Ekaa has a new cocktail menu infused with Ayurvedic ingredients, such as jatamanshi (spikenard), camphor and khus root (camphor). In Pune, the bar Cobbler & Crew introduced a cocktail menu in early April celebrating the 1990s, in drinks such as Summer of 95 (gin, mint cordial and vetiver aperitif blend), Pen Pals (bourbon, amaretto and fig compote) and OK Boomer (gin, citrus and bubble gum soda) as a nod to the OG bubble gum Boomer. This is the kind of menu that will please a whole generation that grew up listening to Britney Spears, Backstreet Boys and Lucky Ali.
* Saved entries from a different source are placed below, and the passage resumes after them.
// SPDX-License-Identifier: MPL-2.0
// This Source Code Form is subject to the terms of the Mozilla Public
// License, v. 2.0. If a copy of the MPL was not distributed with this
// file, You can obtain one at https://mozilla.org/MPL/2.0/.

//! Immutable device snapshot.

use std::collections::HashSet;

use chrono::{DateTime, Utc};
use serde::Serialize;

use crate::decoder::DecodeContext;
use crate::error::DecodeError;
use crate::types::{ChannelId, ChannelValue};

/// One fully decoded observation of a device.
///
/// A snapshot is never mutated after construction; the next successful poll
/// supersedes it wholesale. Fields keep the order in which the decoder
/// declared them, which is the order deltas are published in.
///
/// `sequence` is the per-session version of the snapshot. The scheduler
/// hands out strictly increasing sequence numbers so a snapshot can only
/// ever be compared against its immediate predecessor.
#[derive(Debug, Clone, PartialEq, Serialize)]
pub struct DeviceSnapshot {
    sequence: u64,
    observed_at: DateTime<Utc>,
    fields: Vec<(ChannelId, ChannelValue)>,
}

impl DeviceSnapshot {
    /// Starts building a snapshot for the given decode context.
    #[must_use]
    pub fn builder(ctx: &DecodeContext) -> SnapshotBuilder {
        SnapshotBuilder {
            sequence: ctx.sequence(),
            observed_at: ctx.observed_at(),
            fields: Vec::new(),
        }
    }

    /// Returns the per-session version of this snapshot.
    #[must_use]
    pub fn sequence(&self) -> u64 {
        self.sequence
    }

    /// Returns the time the observation was made.
    #[must_use]
    pub fn observed_at(&self) -> DateTime<Utc> {
        self.observed_at
    }

    /// Returns the value of a channel, if the snapshot carries it.
    #[must_use]
    pub fn get(&self, channel: &str) -> Option<&ChannelValue> {
        self.fields
            .iter()
            .find(|(id, _)| id.as_str() == channel)
            .map(|(_, value)| value)
    }

    /// Iterates over the fields in declared order.
    pub fn fields(&self) -> impl Iterator<Item = (&ChannelId, &ChannelValue)> {
        self.fields.iter().map(|(id, value)| (id, value))
    }

    /// Returns the number of fields.
    #[must_use]
    pub fn len(&self) -> usize {
        self.fields.len()
    }

    /// Returns `true` if the snapshot carries no field.
    #[must_use]
    pub fn is_empty(&self) -> bool {
        self.fields.is_empty()
    }
}

/// Builder for [`DeviceSnapshot`].
///
/// # Examples
///
/// ```
/// use chrono::Utc;
/// use pollsync_lib::decoder::DecodeContext;
/// use pollsync_lib::snapshot::DeviceSnapshot;
///
/// let ctx = DecodeContext::new(Utc::now(), 7);
/// let snapshot = DeviceSnapshot::builder(&ctx)
///     .field("temperature", 21.5)
///     .field("status", 3_i64)
///     .build()
///     .unwrap();
///
/// assert_eq!(snapshot.sequence(), 7);
/// assert_eq!(snapshot.len(), 2);
/// ```
#[derive(Debug, Clone)]
pub struct SnapshotBuilder {
    sequence: u64,
    observed_at: DateTime<Utc>,
    fields: Vec<(ChannelId, ChannelValue)>,
}

impl SnapshotBuilder {
    /// Appends a field.
    #[must_use]
    pub fn field(mut self, channel: impl Into<ChannelId>, value: impl Into<ChannelValue>) -> Self {
        self.push(channel, value);
        self
    }

    /// Appends a field in place.
    pub fn push(&mut self, channel: impl Into<ChannelId>, value: impl Into<ChannelValue>) {
        self.fields.push((channel.into(), value.into()));
    }

    /// Finishes the snapshot.
    ///
    /// # Errors
    ///
    /// Returns [`DecodeError::DuplicateChannel`] if two fields share a channel.
    pub fn build(self) -> Result<DeviceSnapshot, DecodeError> {
        let mut seen = HashSet::with_capacity(self.fields.len());
        for (id, _) in &self.fields {
            if !seen.insert(id) {
                return Err(DecodeError::DuplicateChannel(id.to_string()));
            }
        }

        Ok(DeviceSnapshot {
            sequence: self.sequence,
            observed_at: self.observed_at,
            fields: self.fields,
        })
    }
}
The Chennai restaurant Pandan Club that specialises in Peranakan cuisine recently launched a cocktail menu called Shortest Route that ties together flavours and cultural facets of the city. The gin-based drink Serangoon Smith with a shimmering yellow hue has an edible stamp clipped as a garnish made with jaggery and coconut; the flavours are evocative of the popular south Indian candy, kamarkattu. Another drink, Movie Night, which has Old Monk infused with butter popcorn, champions Chennai’s love for films and rum, and is one of their most popular cocktails now.
On Monday, Masque in Mumbai announced a new menu; and Lupa in Bengaluru posted on their Instagram page about introducing their refreshed dinner menu soon. It seems like there’s a new gourmet experience for every week of the month.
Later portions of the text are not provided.